King uses wonderful metaphors in his stories.  In fact, he uses a metaphor for his stories of his early childhood.  He calls them “snapshots.”

Some of the snapshots are funny.  Some are scary.  Some are puzzling.  Some are all of those and more at the same time.

But he also annotates his snapshots.  His teenage babysitter when he was four used to fart in his face.  King drolly comments that this prepared him for literary critics.  Yes!

Everything is grist for the literary mill.  But you have to know how to mill it.  And that means grinding it out.

This involves, for me at least, a light touch with serious matters.  I want to write seriously helpful stuff, but I don’t want to be morbidly obese about it.

I have noticed that the authors I like to read and reread are the ones who invite me to laugh, but also to do some serious thinking about important realities: life, death, what is important, relationships, politics, work.

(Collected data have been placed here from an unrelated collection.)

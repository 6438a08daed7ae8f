//! 원시 알림 → 도메인 이벤트 분류
//!
//! 행 변경 알림 하나는 영향받은 행마다 이벤트 하나를 만듭니다.
//! 그 외 알림(DDL, 하트비트, 로테이션 등)은 이벤트를 만들지 않습니다.
//! 출력 순서는 알림 순서, 그리고 알림 안의 행 순서를 그대로 따릅니다.

use crate::events::{
    CellValue, ChangeEvent, NotificationBody, RawNotification, Row, RowChange,
};
use tracing::trace;

/// 알림 하나를 0개 이상의 도메인 이벤트로 변환
pub fn classify(notification: &RawNotification) -> Vec<ChangeEvent> {
    classify_body(&notification.body)
}

pub fn classify_body(body: &NotificationBody) -> Vec<ChangeEvent> {
    match body {
        NotificationBody::WriteRows(data) => data
            .rows
            .iter()
            .map(|row| ChangeEvent::Insert {
                table: data.table.clone(),
                row: row.clone(),
            })
            .collect(),
        NotificationBody::UpdateRows(data) => data
            .rows
            .iter()
            .map(|change| {
                let (before, after) = align_images(change);
                ChangeEvent::Update {
                    table: data.table.clone(),
                    before,
                    after,
                }
            })
            .collect(),
        NotificationBody::DeleteRows(data) => data
            .rows
            .iter()
            .map(|row| ChangeEvent::Delete {
                table: data.table.clone(),
                row: row.clone(),
            })
            .collect(),
        NotificationBody::Other(event_type) => {
            trace!(?event_type, "Ignoring non-row notification");
            Vec::new()
        }
    }
}

/// before/after 이미지의 키 집합을 맞춤
///
/// 한쪽에만 있는 컬럼은 다른 쪽에 NULL로 추가됩니다 (MINIMAL row image).
fn align_images(change: &RowChange) -> (Row, Row) {
    let mut before = change.before.clone();
    let mut after = change.after.clone();

    if before.len() == after.len() && before.keys().all(|k| after.contains_key(k)) {
        return (before, after);
    }

    for key in change.before.keys() {
        if !after.contains_key(key) {
            after.insert(key.clone(), CellValue::Null);
        }
    }
    for key in change.after.keys() {
        if !before.contains_key(key) {
            before.insert(key.clone(), CellValue::Null);
        }
    }

    // 양쪽 모두 같은 컬럼 순서로 정렬
    let order: Vec<String> = before.keys().cloned().collect();
    let mut ordered_after = Row::with_capacity(order.len());
    for key in &order {
        if let Some(value) = after.swap_remove(key) {
            ordered_after.insert(key.clone(), value);
        }
    }

    (before, ordered_after)
}
//! 스트림을 sink로 흘려보내는 실행 루프

use crate::controller::StreamController;
use crate::error::Result;
use crate::offset::BinlogPosition;
use crate::sink::EventSink;
use crate::source::ReplicationSource;
use futures::StreamExt;
use tokio::sync::watch;
use tracing::info;

/// 연결 후 시퀀스가 끝날 때까지 이벤트를 sink로 전달
///
/// `interrupt`가 `true`가 되면 연결 중이든 대기 중이든 멈추고 `Ok(())`를 반환합니다.
pub async fn run_to_sink<S, K>(
    controller: &mut StreamController<S>,
    sink: &mut K,
    start: Option<BinlogPosition>,
    mut interrupt: watch::Receiver<bool>,
) -> Result<()>
where
    S: ReplicationSource,
    K: EventSink,
{
    let position = tokio::select! {
        biased;
        Ok(_) = interrupt.wait_for(|stop| *stop) => {
            info!("Interrupted before the binlog stream opened");
            return Ok(());
        }
        position = controller.connect(start) => position?,
    };

    // connect()가 종료 요청을 초기화하므로 인터럽트를 컨트롤러에 다시 전달
    let closer = controller.closer();
    if *interrupt.borrow() {
        closer.close();
    }
    tokio::spawn(async move {
        if interrupt.wait_for(|stop| *stop).await.is_ok() {
            closer.close();
        }
    });

    info!(%position, "Listening for change events...");

    let events = controller.events();
    futures::pin_mut!(events);
    while let Some(event) = events.next().await {
        sink.emit(&event?)?;
        sink.flush()?;
    }
    Ok(())
}
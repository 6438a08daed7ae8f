//! 재시작 위치 결정
//!
//! 위치가 주어지지 않으면 서버에 남아 있는 가장 최근 binlog 파일의 처음부터 읽습니다.

use crate::config::ConnectionProfile;
use crate::error::Result;
use crate::offset::BinlogPosition;
use crate::source::SegmentCatalog;
use tracing::{debug, info};

/// 가장 최근 binlog 파일의 시작 위치. 파일이 없으면 `None`
///
/// 관리용 연결은 카탈로그 구현이 열고 닫습니다. 실패 시 재시도하지 않습니다.
pub async fn resolve_latest<C>(catalog: &C, profile: &ConnectionProfile) -> Result<Option<BinlogPosition>>
where
    C: SegmentCatalog + ?Sized,
{
    let segments = catalog.list_segments(profile).await?;
    debug!(count = segments.len(), "Listed retained binlog segments");

    let latest = latest_segment(&segments);
    match &latest {
        Some(position) => info!(%position, "Resolved latest binlog position"),
        None => info!("Server reported no binlog segments"),
    }
    Ok(latest)
}

/// 정렬된 목록의 마지막 항목 선택
pub fn latest_segment(segments: &[String]) -> Option<BinlogPosition> {
    segments.last().map(BinlogPosition::start_of)
}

The Old and New Testaments also make serious observations with irony and humor.

Yes, I do realize that irony and humor are different things.  But, like sibling twins, they share at least some of the same dna.

Take Cain, for example.  The story about him is found in Genesis 4.  He kills his brother Abel.  When God asks Cain where his brother is, Cain responds with a statement and a question, “I don’t know.  Am I my brother’s keeper?”  I often hear people quote this saying, sometimes with approval.  I wonder if they realize that they are quoting the first murderer, according to the Bible.

As part of the LORD God’s punishment, Cain is told that he will be a vagabond, a wanderer (näd, in Genesis 4:12).  Yet the narrator who is telling the story says that Cain settled down in the Land of Wandering (nôd, Genesis 4:16).  How on earth do you “settle down” in “the Land of Wandering?”

Precisely!  The narrator wants us to see that, if we abuse or kill our brother, we will be exiled—even when we think we are settling down.  As I heard one preacher say many years ago concerning the Lord’s Prayer, “We cannot say ‘Our Father,’ unless we are also willing to say, ‘Our brother.’”

So, the writers I like—whether ancient or modern—have some serious things to say, but they say those things with humor.  That is the kind of writer I would like to be.

As has often been said, “Many a truth is uttered in jest.”